Dataset entries:
* * * * *
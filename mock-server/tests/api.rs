use axum::http::{Request, StatusCode};
use http_body_util::BodyExt;
use mock_server::{app, app_with, Inventory, Product, Stock};
use tower::ServiceExt;

async fn body_json<T: serde::de::DeserializeOwned>(response: axum::response::Response) -> T {
    let bytes = response.into_body().collect().await.unwrap().to_bytes();
    serde_json::from_slice(&bytes).unwrap()
}

async fn body_bytes(response: axum::response::Response) -> bytes::Bytes {
    response.into_body().collect().await.unwrap().to_bytes()
}

fn get(uri: &str) -> Request<String> {
    Request::builder().uri(uri).body(String::new()).unwrap()
}

// --- products ---

#[tokio::test]
async fn list_products_returns_fixture() {
    let resp = app().oneshot(get("/products")).await.unwrap();

    assert_eq!(resp.status(), StatusCode::OK);
    let products: Vec<Product> = body_json(resp).await;
    assert_eq!(products.len(), 6);
    assert_eq!(products[0].id, 1);
}

#[tokio::test]
async fn list_products_empty_inventory() {
    let resp = app_with(Inventory::new()).oneshot(get("/products")).await.unwrap();

    assert_eq!(resp.status(), StatusCode::OK);
    let products: Vec<Product> = body_json(resp).await;
    assert!(products.is_empty());
}

#[tokio::test]
async fn get_product_returns_record() {
    let resp = app().oneshot(get("/products/3")).await.unwrap();

    assert_eq!(resp.status(), StatusCode::OK);
    let product: Product = body_json(resp).await;
    assert_eq!(product.title, "Tênis Adidas Duramo Lite 2.0");
    assert_eq!(product.price, 219.9);
}

#[tokio::test]
async fn get_product_not_found() {
    let resp = app().oneshot(get("/products/999")).await.unwrap();

    assert_eq!(resp.status(), StatusCode::NOT_FOUND);
    assert!(body_bytes(resp).await.is_empty());
}

#[tokio::test]
async fn get_product_bad_id_returns_400() {
    let resp = app().oneshot(get("/products/not-a-number")).await.unwrap();

    assert_eq!(resp.status(), StatusCode::BAD_REQUEST);
}

// --- stock ---

#[tokio::test]
async fn get_stock_returns_amount() {
    let resp = app().oneshot(get("/stock/1")).await.unwrap();

    assert_eq!(resp.status(), StatusCode::OK);
    let stock: Stock = body_json(resp).await;
    assert_eq!(stock, Stock { id: 1, amount: 3 });
}

#[tokio::test]
async fn get_stock_not_found() {
    let resp = app().oneshot(get("/stock/999")).await.unwrap();

    assert_eq!(resp.status(), StatusCode::NOT_FOUND);
}

#[tokio::test]
async fn stock_listing_matches_custom_inventory() {
    let inventory = Inventory::new().with_product(
        Product {
            id: 42,
            title: "Sold out".to_string(),
            price: 10.0,
            image: "img".to_string(),
        },
        0,
    );

    let resp = app_with(inventory).oneshot(get("/stock")).await.unwrap();

    assert_eq!(resp.status(), StatusCode::OK);
    let stock: Vec<Stock> = body_json(resp).await;
    assert_eq!(stock, vec![Stock { id: 42, amount: 0 }]);
}

// --- one router, several requests ---

#[tokio::test]
async fn product_and_stock_agree_on_ids() {
    use tower::Service;

    let mut app = app().into_service();

    let resp = ServiceExt::ready(&mut app)
        .await
        .unwrap()
        .call(get("/products"))
        .await
        .unwrap();
    let products: Vec<Product> = body_json(resp).await;

    for product in products {
        let resp = ServiceExt::ready(&mut app)
            .await
            .unwrap()
            .call(get(&format!("/stock/{}", product.id)))
            .await
            .unwrap();
        assert_eq!(resp.status(), StatusCode::OK, "stock for {}", product.id);
        let stock: Stock = body_json(resp).await;
        assert_eq!(stock.id, product.id);
    }
}
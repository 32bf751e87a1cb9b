//! The store's view of the product/stock service.

use crate::error::ApiError;
use crate::types::{ProductData, ProductId, Stock};

/// Stock and product lookups the cart validates against.
///
/// [`HttpCatalog`](crate::HttpCatalog) is the network-backed implementation;
/// tests substitute in-memory ones.
#[allow(async_fn_in_trait)]
pub trait Catalog {
    /// Units currently available upstream for `id`.
    async fn stock(&self, id: ProductId) -> Result<Stock, ApiError>;

    /// Catalog record for `id`, without a cart amount.
    async fn product(&self, id: ProductId) -> Result<ProductData, ApiError>;
}
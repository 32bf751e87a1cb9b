//! Error types for the catalog client, storage backends, and the cart store.
//!
//! # Design
//! `NotFound` gets a dedicated `ApiError` variant because callers frequently
//! distinguish "the resource does not exist" from "the server returned an
//! unexpected status." All other non-2xx responses land in `HttpError` with
//! the raw status code and body for debugging.
//!
//! `CartError` is what the store reports for a rejected mutation. Each kind
//! maps onto exactly one user-facing message through [`CartError::notice`].

use thiserror::Error;

use crate::types::ProductId;

/// Shown when the requested quantity exceeds upstream stock.
pub const OUT_OF_STOCK: &str = "Quantidade solicitada fora de estoque";
/// Shown when adding a product fails for any other reason.
pub const ADD_FAILED: &str = "Erro na adição do produto";
/// Shown when removing a product fails.
pub const REMOVE_FAILED: &str = "Erro na remoção do produto";
/// Shown when setting a product quantity fails for any other reason.
pub const UPDATE_FAILED: &str = "Erro na alteração de quantidade do produto";

/// Errors returned by `ShopClient` parse methods and `Transport`s.
#[derive(Debug, Error)]
pub enum ApiError {
    /// The server returned 404: the requested product or stock does not exist.
    #[error("resource not found")]
    NotFound,

    /// The server returned a non-2xx status other than 404.
    #[error("HTTP {status}: {body}")]
    HttpError { status: u16, body: String },

    /// The response body could not be deserialized into the expected type.
    #[error("deserialization failed: {0}")]
    DeserializationError(String),

    /// The request never produced a response (connection refused, reset...).
    #[error("transport failed: {0}")]
    Transport(String),
}

/// Errors returned by `KeyValueStore` implementations.
#[derive(Debug, Error)]
pub enum StorageError {
    #[error("storage I/O failed: {0}")]
    Io(#[from] std::io::Error),

    /// The backing file exists but does not hold a key/value object.
    #[error("storage is corrupt: {0}")]
    Corrupt(String),
}

/// The mutation a `CartError` came from.
#[derive(Debug, Clone, Copy, PartialEq, Eq)]
pub enum Operation {
    Add,
    Remove,
    Update,
}

impl Operation {
    /// Generic failure message for this operation.
    pub fn failure_message(self) -> &'static str {
        match self {
            Operation::Add => ADD_FAILED,
            Operation::Remove => REMOVE_FAILED,
            Operation::Update => UPDATE_FAILED,
        }
    }
}

/// Why a cart mutation was rejected. The cart is unchanged in every case.
#[derive(Debug, Error)]
pub enum CartError {
    #[error("product {product_id}: requested {requested}, only {available} in stock")]
    OutOfStock {
        product_id: ProductId,
        requested: i64,
        available: i64,
    },

    #[error("product {0} is not in the cart")]
    NotFound(ProductId),

    #[error("product {product_id}: invalid amount {amount}")]
    InvalidAmount { product_id: ProductId, amount: i64 },

    #[error("catalog request failed: {0}")]
    Upstream(#[from] ApiError),

    #[error("could not persist cart: {0}")]
    Storage(#[from] StorageError),
}

impl CartError {
    /// The message shown to the user when `op` fails with this error.
    pub fn notice(&self, op: Operation) -> &'static str {
        match self {
            CartError::OutOfStock { .. } => OUT_OF_STOCK,
            _ => op.failure_message(),
        }
    }
}

#[cfg(test)]
mod tests {
    use super::*;

    #[test]
    fn out_of_stock_notice_ignores_operation() {
        let err = CartError::OutOfStock {
            product_id: 1,
            requested: 3,
            available: 2,
        };
        assert_eq!(err.notice(Operation::Add), OUT_OF_STOCK);
        assert_eq!(err.notice(Operation::Update), OUT_OF_STOCK);
    }

    #[test]
    fn other_errors_use_operation_message() {
        assert_eq!(CartError::NotFound(1).notice(Operation::Remove), REMOVE_FAILED);
        assert_eq!(
            CartError::InvalidAmount { product_id: 1, amount: 0 }.notice(Operation::Update),
            UPDATE_FAILED
        );
        assert_eq!(
            CartError::from(ApiError::NotFound).notice(Operation::Add),
            ADD_FAILED
        );
    }

    #[test]
    fn http_error_display_includes_status() {
        let err = ApiError::HttpError {
            status: 503,
            body: "down".to_string(),
        };
        assert_eq!(err.to_string(), "HTTP 503: down");
    }
}
//! Session configuration read from the environment.

use std::env;
use std::path::PathBuf;

/// Storage key the cart is persisted under.
pub const DEFAULT_STORAGE_KEY: &str = "@RocketShoes:cart";
pub const DEFAULT_API_URL: &str = "http://localhost:3333";
pub const DEFAULT_STORAGE_PATH: &str = "cart-storage.json";

#[derive(Debug, Clone, PartialEq, Eq)]
pub struct CartConfig {
    /// Base URL of the catalog API (`/products`, `/stock`).
    pub api_base_url: String,
    pub storage_key: String,
    /// File used by `FileStorage`.
    pub storage_path: PathBuf,
}

impl Default for CartConfig {
    fn default() -> Self {
        Self {
            api_base_url: DEFAULT_API_URL.to_string(),
            storage_key: DEFAULT_STORAGE_KEY.to_string(),
            storage_path: PathBuf::from(DEFAULT_STORAGE_PATH),
        }
    }
}

impl CartConfig {
    /// Read `CART_API_URL`, `CART_STORAGE_KEY` and `CART_STORAGE_PATH`,
    /// falling back to the defaults for any that are unset or empty.
    pub fn from_env() -> Self {
        Self::from_lookup(|name| env::var(name).ok())
    }

    fn from_lookup(lookup: impl Fn(&str) -> Option<String>) -> Self {
        let var = |name: &str| lookup(name).filter(|v| !v.is_empty());
        let defaults = Self::default();
        Self {
            api_base_url: var("CART_API_URL").unwrap_or(defaults.api_base_url),
            storage_key: var("CART_STORAGE_KEY").unwrap_or(defaults.storage_key),
            storage_path: var("CART_STORAGE_PATH")
                .map(PathBuf::from)
                .unwrap_or(defaults.storage_path),
        }
    }
}
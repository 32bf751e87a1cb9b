//! HTTP transport types for the host-does-IO pattern.
//!
//! # Design
//! These types describe HTTP requests and responses as plain data. The core
//! crate builds `HttpRequest` values and parses `HttpResponse` values without
//! ever touching the network. The host plugs in a [`Transport`] that executes
//! the round-trip with whatever client it already has (browser fetch, ureq,
//! hyper...).

use crate::error::ApiError;

/// HTTP method for a request. The catalog API is read-only.
#[derive(Debug, Clone, Copy, PartialEq, Eq)]
pub enum HttpMethod {
    Get,
}

/// An HTTP request described as plain data. Every catalog call is a
/// bodyless `GET`.
///
/// Built by `ShopClient::build_*` methods.
#[derive(Debug, Clone)]
pub struct HttpRequest {
    pub method: HttpMethod,
    pub path: String,
    pub headers: Vec<(String, String)>,
}

/// An HTTP response described as plain data.
///
/// Constructed by the transport after executing an `HttpRequest`, then passed
/// to `ShopClient::parse_*` methods for deserialization.
#[derive(Debug, Clone)]
pub struct HttpResponse {
    pub status: u16,
    pub body: String,
}

/// Executes an `HttpRequest` on behalf of the core.
///
/// Non-2xx statuses must come back as `Ok(HttpResponse)` so the client can
/// interpret them; `Err` is reserved for requests that produced no response.
#[allow(async_fn_in_trait)]
pub trait Transport {
    async fn execute(&self, request: HttpRequest) -> Result<HttpResponse, ApiError>;
}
* * * * *
Return each line above where the word "enum" shows up.

OUTPUT BELOW:
pub enum ApiError {
pub enum StorageError {
pub enum Operation {
pub enum CartError {
pub enum HttpMethod {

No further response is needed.